▸ **Problem**: Check every line of the data below for "FromStr". Copy each one that has it.

▸ **The input**:

------------

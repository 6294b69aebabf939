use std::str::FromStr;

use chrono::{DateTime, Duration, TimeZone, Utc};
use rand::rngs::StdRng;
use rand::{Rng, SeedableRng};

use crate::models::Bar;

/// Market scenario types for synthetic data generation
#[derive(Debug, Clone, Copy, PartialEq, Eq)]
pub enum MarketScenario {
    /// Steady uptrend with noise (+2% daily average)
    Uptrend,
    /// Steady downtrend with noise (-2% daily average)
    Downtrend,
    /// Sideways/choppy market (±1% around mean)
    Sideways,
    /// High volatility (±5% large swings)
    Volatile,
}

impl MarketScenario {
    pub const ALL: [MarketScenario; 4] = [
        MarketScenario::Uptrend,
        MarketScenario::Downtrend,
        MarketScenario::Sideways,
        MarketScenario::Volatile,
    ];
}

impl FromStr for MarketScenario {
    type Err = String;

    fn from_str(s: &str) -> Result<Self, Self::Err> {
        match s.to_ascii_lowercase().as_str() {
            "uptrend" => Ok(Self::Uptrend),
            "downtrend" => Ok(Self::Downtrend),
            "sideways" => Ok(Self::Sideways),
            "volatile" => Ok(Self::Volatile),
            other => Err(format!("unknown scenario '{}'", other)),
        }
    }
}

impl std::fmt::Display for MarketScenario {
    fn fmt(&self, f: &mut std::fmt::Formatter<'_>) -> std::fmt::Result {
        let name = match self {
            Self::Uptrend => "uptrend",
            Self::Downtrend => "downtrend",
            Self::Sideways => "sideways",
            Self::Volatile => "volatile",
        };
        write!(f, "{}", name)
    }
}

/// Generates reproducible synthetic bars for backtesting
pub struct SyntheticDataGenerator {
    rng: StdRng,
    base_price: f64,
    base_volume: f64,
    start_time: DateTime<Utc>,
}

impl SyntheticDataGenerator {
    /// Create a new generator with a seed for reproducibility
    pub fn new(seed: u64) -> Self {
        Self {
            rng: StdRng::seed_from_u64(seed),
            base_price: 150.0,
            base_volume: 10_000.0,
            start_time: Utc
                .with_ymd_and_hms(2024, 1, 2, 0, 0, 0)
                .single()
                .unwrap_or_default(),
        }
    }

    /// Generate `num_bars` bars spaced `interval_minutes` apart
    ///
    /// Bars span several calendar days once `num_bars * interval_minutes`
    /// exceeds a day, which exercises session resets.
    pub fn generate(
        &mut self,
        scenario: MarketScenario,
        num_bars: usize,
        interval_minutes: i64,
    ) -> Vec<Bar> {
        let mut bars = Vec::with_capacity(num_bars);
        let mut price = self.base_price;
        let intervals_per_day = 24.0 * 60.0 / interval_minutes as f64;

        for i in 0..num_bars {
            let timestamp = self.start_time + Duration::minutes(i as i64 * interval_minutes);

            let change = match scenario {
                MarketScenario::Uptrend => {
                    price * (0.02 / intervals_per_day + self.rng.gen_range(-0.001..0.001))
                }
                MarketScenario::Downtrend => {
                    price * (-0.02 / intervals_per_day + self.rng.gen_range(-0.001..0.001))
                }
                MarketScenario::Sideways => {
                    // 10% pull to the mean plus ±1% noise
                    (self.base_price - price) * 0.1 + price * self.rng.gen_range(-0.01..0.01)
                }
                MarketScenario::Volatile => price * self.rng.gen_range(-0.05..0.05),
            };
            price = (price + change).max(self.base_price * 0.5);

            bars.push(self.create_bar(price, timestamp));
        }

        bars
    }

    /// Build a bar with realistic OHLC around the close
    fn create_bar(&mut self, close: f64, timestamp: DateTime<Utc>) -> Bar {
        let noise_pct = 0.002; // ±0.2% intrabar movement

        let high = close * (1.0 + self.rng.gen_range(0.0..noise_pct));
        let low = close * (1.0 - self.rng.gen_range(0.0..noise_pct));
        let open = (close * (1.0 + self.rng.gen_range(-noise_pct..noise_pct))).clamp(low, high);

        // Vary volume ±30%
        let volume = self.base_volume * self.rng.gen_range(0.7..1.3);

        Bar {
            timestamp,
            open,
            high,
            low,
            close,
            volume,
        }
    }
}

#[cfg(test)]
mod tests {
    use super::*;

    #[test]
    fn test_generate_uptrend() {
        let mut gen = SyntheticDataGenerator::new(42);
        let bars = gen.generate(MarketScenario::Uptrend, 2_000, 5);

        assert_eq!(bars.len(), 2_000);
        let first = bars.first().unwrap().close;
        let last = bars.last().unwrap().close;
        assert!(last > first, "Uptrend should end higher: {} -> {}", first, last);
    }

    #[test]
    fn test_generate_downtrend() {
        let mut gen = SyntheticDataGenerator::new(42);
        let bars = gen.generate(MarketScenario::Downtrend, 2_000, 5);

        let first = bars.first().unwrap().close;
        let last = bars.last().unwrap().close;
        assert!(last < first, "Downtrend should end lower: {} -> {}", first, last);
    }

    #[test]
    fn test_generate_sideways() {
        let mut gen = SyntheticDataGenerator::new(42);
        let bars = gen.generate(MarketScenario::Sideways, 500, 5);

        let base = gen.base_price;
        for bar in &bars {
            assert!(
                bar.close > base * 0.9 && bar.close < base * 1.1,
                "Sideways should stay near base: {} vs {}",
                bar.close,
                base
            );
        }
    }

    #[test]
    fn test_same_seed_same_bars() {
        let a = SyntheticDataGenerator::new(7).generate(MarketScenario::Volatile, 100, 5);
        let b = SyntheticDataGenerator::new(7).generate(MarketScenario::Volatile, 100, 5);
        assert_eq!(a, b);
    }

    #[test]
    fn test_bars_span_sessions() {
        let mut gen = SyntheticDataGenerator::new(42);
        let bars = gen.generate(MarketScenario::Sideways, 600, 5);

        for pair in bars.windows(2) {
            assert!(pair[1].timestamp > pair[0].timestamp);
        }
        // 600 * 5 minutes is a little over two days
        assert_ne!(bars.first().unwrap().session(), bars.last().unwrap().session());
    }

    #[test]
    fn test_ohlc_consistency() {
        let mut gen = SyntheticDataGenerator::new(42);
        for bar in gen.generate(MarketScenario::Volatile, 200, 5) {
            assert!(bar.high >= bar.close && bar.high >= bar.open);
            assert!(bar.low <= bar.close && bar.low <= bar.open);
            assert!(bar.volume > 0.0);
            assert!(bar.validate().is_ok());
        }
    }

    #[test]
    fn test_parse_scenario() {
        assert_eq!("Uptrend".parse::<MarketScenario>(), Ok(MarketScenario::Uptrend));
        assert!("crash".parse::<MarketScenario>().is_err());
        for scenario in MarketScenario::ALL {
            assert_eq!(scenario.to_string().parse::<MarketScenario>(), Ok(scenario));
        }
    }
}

------------

▸ **Response area**:
use std::str::FromStr;
impl FromStr for MarketScenario {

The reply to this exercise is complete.